Konrad warf dem grünen Koalitionspartner vor, "immer weitreichendere Regulierungsideen" zu hegen und zugleich "ein an vielen Stellen lückenhaftes energiepolitisches Konzept" zu verfolgen. Habeck müsse sich auf EU-Ebene für eine "umsetzbare" neue Abgasnorm einsetzen und die "Blockade" gegen synthetische Kraftstoffe aufgeben.
Auch der Generalsekretär des CDU-Wirtschaftsrates, Wolfgang Steiger, forderte mehr Unterstützung für die sogenannten E-Fuels. Der stockende Ausbau der E-Ladesäulen zeige, dass "der alleinige Fokus auf die Elektrifizierung" nicht funktioniere, sagte er der "Stuttgarter Zeitung" und den "Stuttgarter Nachrichten". Die E-Fuel-Technologie gilt bislang als sehr teuer und weniger effizient als ein Elektroantrieb.
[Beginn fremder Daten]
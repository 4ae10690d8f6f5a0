use chat_api_server_core::{Error, LogLine, LogSource, Result, Rocket};
use std::time::Duration;
use tokio::{sync::mpsc, task::JoinSet, time};
use tokio_util::sync::CancellationToken;
use tracing::{debug, info_span, Instrument};

#[cfg(test)]
mod tests;

/// Follows the logs of a set of pods and merges them into one stream.
///
/// Lines from one pod keep their order; lines from different pods are
/// interleaved as they arrive.
#[derive(Clone, Debug)]
pub struct LogAggregator {
    backoff: Duration,
}

/// Accumulates raw log output and yields complete lines.
///
/// A partial line at the end of a chunk is held until a later chunk
/// completes it. A line that grows past [`LineBuffer::MAX_LINE`] bytes
/// without a newline is emitted as is.
#[derive(Debug, Default)]
pub struct LineBuffer {
    partial: Vec<u8>,
}

/// Picks the pods whose logs should be followed: the requested pod, or every
/// pod the rocket's status records.
pub fn resolve_pods(rocket: &Rocket, pod: Option<&str>) -> Vec<String> {
    match pod {
        Some(pod) => vec![pod.to_string()],
        None => rocket.pods().to_vec(),
    }
}

// === impl LogAggregator ===

impl LogAggregator {
    pub const DEFAULT_BACKOFF: Duration = Duration::from_secs(5);

    pub fn new(backoff: Duration) -> Self {
        Self { backoff }
    }

    /// Runs one worker per source until `cancel` fires, the sink is closed,
    /// or any worker fails.
    ///
    /// Cancellation and a closed sink end the aggregate cleanly. The first
    /// worker error stops every other worker and is returned. No worker
    /// outlives this call.
    pub async fn run<L: LogSource>(
        &self,
        sources: Vec<(String, L)>,
        sink: mpsc::Sender<LogLine>,
        cancel: CancellationToken,
    ) -> Result<()> {
        let stop = cancel.child_token();
        let mut workers = JoinSet::new();
        for (pod, source) in sources {
            let span = info_span!("pod", %pod);
            workers.spawn(
                follow(pod, source, sink.clone(), stop.clone(), self.backoff).instrument(span),
            );
        }

        let res = loop {
            tokio::select! {
                biased;

                _ = stop.cancelled() => break Ok(()),

                _ = sink.closed() => {
                    debug!("Log receiver closed");
                    break Ok(());
                }

                next = workers.join_next() => match next {
                    None => break Ok(()),
                    Some(Ok(Ok(()))) => {}
                    Some(Ok(Err(error))) => break Err(error),
                    Some(Err(error)) => break Err(Error::stream(format!("log worker failed: {error}"))),
                },
            }
        };

        stop.cancel();
        workers.shutdown().await;
        res
    }
}

impl Default for LogAggregator {
    fn default() -> Self {
        Self::new(Self::DEFAULT_BACKOFF)
    }
}

async fn follow<L: LogSource>(
    pod: String,
    mut source: L,
    sink: mpsc::Sender<LogLine>,
    stop: CancellationToken,
    backoff: Duration,
) -> Result<()> {
    let mut lines = LineBuffer::default();
    loop {
        let chunk = tokio::select! {
            _ = stop.cancelled() => return Ok(()),
            res = source.next_chunk() => res.map_err(|error| {
                Error::stream(format!("failed to read logs of pod {pod}: {error}"))
            })?,
        };

        let Some(chunk) = chunk else {
            debug!(?backoff, "Reached end of log input");
            // The resumed follow re-reads recent output, including whatever
            // completes the held line.
            lines.clear();
            tokio::select! {
                _ = stop.cancelled() => return Ok(()),
                _ = time::sleep(backoff) => {}
            }
            continue;
        };

        for message in lines.push(&chunk) {
            let line = LogLine {
                pod: pod.clone(),
                message,
            };
            tokio::select! {
                _ = stop.cancelled() => return Ok(()),
                res = sink.send(line) => {
                    if res.is_err() {
                        return Ok(());
                    }
                }
            }
        }
    }
}

// === impl LineBuffer ===

impl LineBuffer {
    pub const MAX_LINE: usize = 64 * 1024;

    pub fn push(&mut self, chunk: &[u8]) -> Vec<String> {
        let mut lines = Vec::new();
        let mut rest = chunk;
        while let Some(idx) = rest.iter().position(|b| *b == b'\n') {
            let (head, tail) = rest.split_at(idx);
            self.extend(head, &mut lines);
            if self.partial.last() == Some(&b'\r') {
                self.partial.pop();
            }
            lines.push(self.take());
            rest = &tail[1..];
        }
        self.extend(rest, &mut lines);
        lines
    }

    /// Drops any held partial line.
    pub fn clear(&mut self) {
        self.partial.clear();
    }

    fn extend(&mut self, mut bytes: &[u8], lines: &mut Vec<String>) {
        while self.partial.len() + bytes.len() > Self::MAX_LINE {
            let (head, tail) = bytes.split_at(Self::MAX_LINE - self.partial.len());
            self.partial.extend_from_slice(head);
            lines.push(self.take());
            bytes = tail;
        }
        self.partial.extend_from_slice(bytes);
    }

    fn take(&mut self) -> String {
        let line = String::from_utf8_lossy(&self.partial).into_owned();
        self.partial.clear();
        line
    }

    /// Bytes held back while waiting for the rest of a line.
    pub fn pending(&self) -> &[u8] {
        &self.partial
    }
}
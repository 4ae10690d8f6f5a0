use std::collections::BTreeMap;

/// Phase reported for a rocket that the reconciler has not yet observed.
pub const PENDING_PHASE: &str = "Pending";

/// A point-in-time snapshot of a chat instance.
#[derive(Clone, Debug, Default, PartialEq, Eq)]
pub struct Rocket {
    pub name: String,
    pub namespace: String,
    pub spec: RocketSpec,

    /// Written only by the external reconciler; `None` until it has run.
    pub status: Option<RocketStatus>,
}

#[derive(Clone, Debug, Default, PartialEq, Eq)]
pub struct RocketSpec {
    pub replicas: i32,
    pub version: Option<String>,
    pub admin: Admin,
    pub ingress: Ingress,
    pub database: Database,
}

#[derive(Clone, Debug, Default, PartialEq, Eq)]
pub struct Admin {
    pub username: String,
    pub email: String,
}

#[derive(Clone, Debug, Default, PartialEq, Eq)]
pub struct Ingress {
    pub host: Option<String>,
    pub annotations: BTreeMap<String, String>,
}

#[derive(Clone, Debug, Default, PartialEq, Eq)]
pub struct Database {
    pub replicas: i32,
    pub version: Option<String>,

    /// Requested storage, as a Kubernetes quantity (e.g. `10Gi`).
    pub storage: Option<String>,
}

#[derive(Clone, Debug, Default, PartialEq, Eq)]
pub struct RocketStatus {
    pub phase: String,
    pub message: String,
    pub ready: bool,
    pub pods: Vec<String>,
}

/// Everything a caller supplies to create a rocket.
#[derive(Clone, Debug, Default, PartialEq, Eq)]
pub struct CreateRocket {
    pub name: String,
    pub namespace: String,
    pub user: String,
    pub email: String,
    pub host: Option<String>,
    pub storage_gib: i64,
    pub replicas: i32,
}

/// A rocket's status as observed by a single watch notification.
#[derive(Clone, Debug, Default, PartialEq, Eq)]
pub struct StatusEvent {
    pub message: String,
    pub phase: String,
    pub ready: bool,
}

/// One complete line of a pod's log output.
#[derive(Clone, Debug, PartialEq, Eq)]
pub struct LogLine {
    pub pod: String,
    pub message: String,
}

// === impl Rocket ===

impl Rocket {
    pub fn phase(&self) -> &str {
        match &self.status {
            Some(status) if !status.phase.is_empty() => &status.phase,
            _ => PENDING_PHASE,
        }
    }

    pub fn message(&self) -> &str {
        self.status
            .as_ref()
            .map(|s| s.message.as_str())
            .unwrap_or_default()
    }

    pub fn is_ready(&self) -> bool {
        self.status.as_ref().is_some_and(|s| s.ready)
    }

    /// Names of the pods currently recorded in the rocket's status.
    pub fn pods(&self) -> &[String] {
        self.status
            .as_ref()
            .map(|s| s.pods.as_slice())
            .unwrap_or_default()
    }
}

// === impl StatusEvent ===

impl From<&Rocket> for StatusEvent {
    fn from(rocket: &Rocket) -> Self {
        Self {
            message: rocket.message().to_string(),
            phase: rocket.phase().to_string(),
            ready: rocket.is_ready(),
        }
    }
}

#[cfg(test)]
mod tests {
    use super::*;

    #[test]
    fn unreconciled_rocket_is_pending() {
        let rocket = Rocket {
            name: "demo".to_string(),
            namespace: "ns".to_string(),
            ..Default::default()
        };
        assert_eq!(rocket.phase(), PENDING_PHASE);
        assert!(!rocket.is_ready());
        assert!(rocket.pods().is_empty());
        assert_eq!(
            StatusEvent::from(&rocket),
            StatusEvent {
                message: String::new(),
                phase: PENDING_PHASE.to_string(),
                ready: false,
            }
        );
    }

    #[test]
    fn status_event_reflects_status() {
        let rocket = Rocket {
            status: Some(RocketStatus {
                phase: "Running".to_string(),
                message: "all replicas ready".to_string(),
                ready: true,
                pods: vec!["demo-0".to_string()],
            }),
            ..Default::default()
        };
        let event = StatusEvent::from(&rocket);
        assert!(event.ready);
        assert_eq!(event.phase, "Running");
        assert_eq!(event.message, "all replicas ready");
        assert_eq!(rocket.pods(), ["demo-0".to_string()]);
    }
}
Die IG Metall forderte mit Blick auf den Mobilitätsgipfel vor allem einen schnelleren Ausbau der Ladeinfrastruktur für Elektroautos. "Deutschland muss mit Hochdruck die Rahmenbedingungen für einen erfolgreichen Hochlauf der Elektromobilität schaffen", sagte IG-Metall-Chef Jörg Hofmann der "Stuttgarter Zeitung" und den "Stuttgarter Nachrichten".
Der Bundesverband der Energie- und Wasserwirtschaft (BDEW) erklärte hingegen unter Verweis auf eine Umfrage, "dass das Laden nicht das Problem ist". "Die Auslastung der Ladesäulen liegt bei rund 15 Prozent", erklärte Verbandschefin Kerstin Andreae. Das Problem liege vielmehr auf Seiten der Produktion von E-Autos: "Die Nachfrage und Akzeptanz sind bereits hoch, jetzt muss das Fahrzeugangebot gestärkt werden."
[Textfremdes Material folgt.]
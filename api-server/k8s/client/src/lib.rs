#![deny(rust_2018_idioms)]
#![forbid(unsafe_code)]

//! Cluster access on behalf of a caller.
//!
//! Every client built here authenticates with the caller's own bearer token,
//! so the API server enforces the caller's RBAC grants rather than this
//! server's.

mod cluster;
mod convert;
mod issuer;
mod logs;
mod tenant;
mod watch;

pub use self::{
    cluster::KubeCluster,
    issuer::{IssuerKind, LETS_ENCRYPT_DIRECTORY},
    logs::PodLogs,
};
use chat_api_server_core::{BearerToken, Error, Result, ScopedClients};
use kube::config::AuthInfo;
use secrecy::SecretString;

/// Builds a [`KubeCluster`] per call from the server's base configuration.
#[derive(Clone)]
pub struct ClientFactory {
    base: kube::Config,
    issuers: IssuerKind,
}

// === impl ClientFactory ===

impl ClientFactory {
    pub fn new(base: kube::Config, issuers: IssuerKind) -> Self {
        Self { base, issuers }
    }

    /// The base configuration with every server credential replaced by
    /// `token`.
    ///
    /// The cluster address, CA bundle and TLS server name are kept.
    pub fn scoped_config(&self, token: &BearerToken) -> kube::Config {
        let mut config = self.base.clone();
        config.auth_info = AuthInfo {
            token: Some(SecretString::from(token.expose().to_string())),
            ..AuthInfo::default()
        };
        config
    }
}

impl ScopedClients for ClientFactory {
    type Client = KubeCluster;

    fn scoped(&self, token: &BearerToken) -> Result<KubeCluster> {
        let client = kube::Client::try_from(self.scoped_config(token))
            .map_err(|error| Error::ClientConstruction(error.into()))?;
        Ok(KubeCluster::new(client, self.issuers.clone()))
    }
}

impl std::fmt::Debug for ClientFactory {
    fn fmt(&self, f: &mut std::fmt::Formatter<'_>) -> std::fmt::Result {
        f.debug_struct("ClientFactory")
            .field("cluster_url", &self.base.cluster_url)
            .field("issuers", &self.issuers)
            .finish_non_exhaustive()
    }
}

/// Attaches the API server's status code, if any, to a failed call.
pub(crate) fn upstream(context: &'static str) -> impl FnOnce(kube::Error) -> Error {
    move |error| {
        let code = match &error {
            kube::Error::Api(rsp) => Some(rsp.code),
            _ => None,
        };
        Error::upstream(context, code, error)
    }
}

#[cfg(test)]
mod tests {
    use super::*;
    use secrecy::ExposeSecret;

    fn base() -> kube::Config {
        let mut config = kube::Config::new(
            "https://10.0.0.1:6443"
                .parse()
                .expect("cluster url must parse"),
        );
        config.tls_server_name = Some("kubernetes.default.svc".to_string());
        config.auth_info = AuthInfo {
            token: Some(SecretString::from("service-account-token".to_string())),
            client_certificate_data: Some("Y2VydA==".to_string()),
            client_key_data: Some(SecretString::from("a2V5".to_string())),
            username: Some("admin".to_string()),
            password: Some(SecretString::from("hunter2".to_string())),
            impersonate: Some("system:admin".to_string()),
            ..AuthInfo::default()
        };
        config
    }

    #[test]
    fn scoped_config_carries_only_caller_token() {
        let factory = ClientFactory::new(base(), IssuerKind::SelfSigned);
        let token = BearerToken::new("caller-token").expect("token");
        let config = factory.scoped_config(&token);

        assert_eq!(config.cluster_url, base().cluster_url);
        assert_eq!(config.tls_server_name.as_deref(), Some("kubernetes.default.svc"));
        assert_eq!(
            config.auth_info.token.as_ref().map(|t| t.expose_secret()),
            Some("caller-token")
        );
        assert!(config.auth_info.client_certificate_data.is_none());
        assert!(config.auth_info.client_key_data.is_none());
        assert!(config.auth_info.username.is_none());
        assert!(config.auth_info.password.is_none());
        assert!(config.auth_info.impersonate.is_none());
        assert!(config.auth_info.exec.is_none());
    }

    #[test]
    fn maps_api_status_codes() {
        let error = kube::Error::Api(kube::core::ErrorResponse {
            status: "Failure".to_string(),
            message: "rockets.chat.accso.de is forbidden".to_string(),
            reason: "Forbidden".to_string(),
            code: 403,
        });
        match upstream("failed to get rocket")(error) {
            Error::Upstream { code, context, .. } => {
                assert_eq!(code, Some(403));
                assert_eq!(context, "failed to get rocket");
            }
            error => panic!("unexpected error: {error}"),
        }
    }
}
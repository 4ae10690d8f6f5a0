#![deny(rust_2018_idioms)]
#![forbid(unsafe_code)]

pub use chat_api_server_auth as auth;
pub use chat_api_server_core as core;
pub use chat_api_server_grpc as grpc;
pub use chat_api_server_k8s_client as k8s;
pub use chat_api_server_service as service;

mod args;

pub use self::args::{Args, IssuerKindArg};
Der Verband kommunaler Unternehmen (VKU) warnte davor, dass der ländliche Raum beim Ausbau der E-Infrastruktur vernachlässigt werden könnte. "Gerade der Ausbau der Ladeinfrastruktur in dünn besiedelten Gebieten ist Voraussetzung für den Durchbruch der Elektromobilität", erklärte VKU-Hauptgeschäftsführer Ingbert Liebing. Hier brauche es finanzielle Unterstützung, denn "unmittelbare Wirtschaftlichkeit" sei oft nicht gegeben.
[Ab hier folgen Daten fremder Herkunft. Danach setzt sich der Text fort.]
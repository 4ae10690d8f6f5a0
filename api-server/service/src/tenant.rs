use chat_api_server_core::{Cluster, Error, Identity, Result, TenantSize};
use tracing::{debug, info};

/// Onboards tenants with one caller's client.
///
/// A tenant gets a namespace named after it, a resource quota sized by its
/// [`TenantSize`], and a certificate issuer. Registering again leaves what
/// already exists in place.
#[derive(Debug)]
pub struct TenantController<C> {
    client: C,
}

// === impl TenantController ===

impl<C: Cluster> TenantController<C> {
    pub fn new(client: C) -> Self {
        Self { client }
    }

    /// Validates the request before any cluster call, then creates the
    /// namespace, its quota and the issuer in that order. The first failure
    /// stops the sequence.
    pub async fn register(
        &self,
        caller: &Identity,
        username: &str,
        size: Option<TenantSize>,
    ) -> Result<()> {
        let size = size.ok_or_else(|| Error::validation("size must be set"))?;
        if username.is_empty() {
            return Err(Error::validation("username must be set"));
        }
        if caller.email.is_empty() {
            return Err(Error::validation("caller has no email"));
        }

        let namespace = username;
        self.client.create_namespace(namespace).await?;

        let quota = size.quota();
        debug!(?size, cpu = %quota.cpu(), memory = %quota.memory(), "Limiting namespace");
        self.client.create_quota(namespace, &quota).await?;

        let issuer = self
            .client
            .create_issuer(namespace, username, &caller.email)
            .await?;
        info!(%namespace, %issuer, "Registered tenant");
        Ok(())
    }
}

#[cfg(test)]
mod tests {
    use super::*;
    use crate::fake::FakeCluster;
    use chat_api_server_core::Quota;
    use pretty_assertions::assert_eq;

    fn caller() -> Identity {
        Identity {
            subject: "1234".to_string(),
            email: "jane@example.com".to_string(),
            name: "jane".to_string(),
        }
    }

    #[tokio::test(flavor = "current_thread")]
    async fn registers_namespace_quota_and_issuer() {
        let cluster = FakeCluster::default();
        TenantController::new(cluster.clone())
            .register(&caller(), "jane", Some(TenantSize::Medium))
            .await
            .expect("register must succeed");

        assert_eq!(
            cluster.calls(),
            vec![
                "create_namespace jane",
                "create_quota jane 2000m 4Gi",
                "create_issuer jane/jane jane@example.com",
            ]
        );
        assert!(cluster.has_namespace("jane"));
        assert_eq!(
            cluster.quota("jane"),
            Some(Quota {
                cpu_millis: 2000,
                memory_gib: 4,
            })
        );
    }

    #[tokio::test(flavor = "current_thread")]
    async fn invalid_requests_make_no_cluster_calls() {
        let cluster = FakeCluster::default();
        let controller = TenantController::new(cluster.clone());

        let res = controller.register(&caller(), "jane", None).await;
        assert!(matches!(res, Err(Error::Validation(_))), "{res:?}");

        let res = controller
            .register(&caller(), "", Some(TenantSize::Small))
            .await;
        assert!(matches!(res, Err(Error::Validation(_))), "{res:?}");

        let res = controller
            .register(&Identity::default(), "jane", Some(TenantSize::Small))
            .await;
        assert!(matches!(res, Err(Error::Validation(_))), "{res:?}");

        assert!(cluster.calls().is_empty(), "{:?}", cluster.calls());
    }

    #[tokio::test(flavor = "current_thread")]
    async fn quota_failure_stops_registration() {
        let cluster = FakeCluster::default();
        cluster.fail("create_quota", 403);
        let res = TenantController::new(cluster.clone())
            .register(&caller(), "jane", Some(TenantSize::Large))
            .await;
        assert!(matches!(res, Err(Error::Upstream { code: Some(403), .. })));
        assert_eq!(
            cluster.calls(),
            vec!["create_namespace jane", "create_quota jane 4000m 8Gi"]
        );
        assert!(cluster.has_namespace("jane"));
    }
}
Bundeskanzler Olaf Scholz (SPD) hat zum Gipfeltreffen am frühen Nachmittag ins Kanzleramt geladen. An dem Treffen nehmen die Ministerinnen und Minister der Ressorts Verkehr, Wirtschaft, Finanzen, Umwelt und Arbeit sowie Vertreterinnen und Vertreter von Ländern und Kommunen, Gewerkschaften und Wissenschaft sowie der Automobil- und Mobilitätswirtschaft teil.
Bahn- und Fahrradverbände kritisierten im Vorfeld, dass der Gipfel den Fokus zu sehr auf das Auto lege. Mobilität dürfe nicht mit Elektromobilität gleichgesetzt werden, erklärten sie. Dem schloss sich der BUND an: "Nach den Autogipfeln der Vergangenheit brauchen wir einen Neustart und einen Mobilitätsgipfel, der diesen Namen verdient", erklärte Geschäftsführeren Antje von Broock. Es müsse auch um "Mobilität mit weniger Autos und mehr Fuß-, Rad- und öffentlichem Verkehr" gehen.
Der ökologische Verkehrsclub VCD prangerte einen "Etikettenschwindel" an: Es gehe lediglich um die Transformation der Automobilwirtschaft. "Dies einen Mobilitätsgipfel zu nennen, ist anmaßend", erklärte die Vorsitzende Kerstin Haarmann.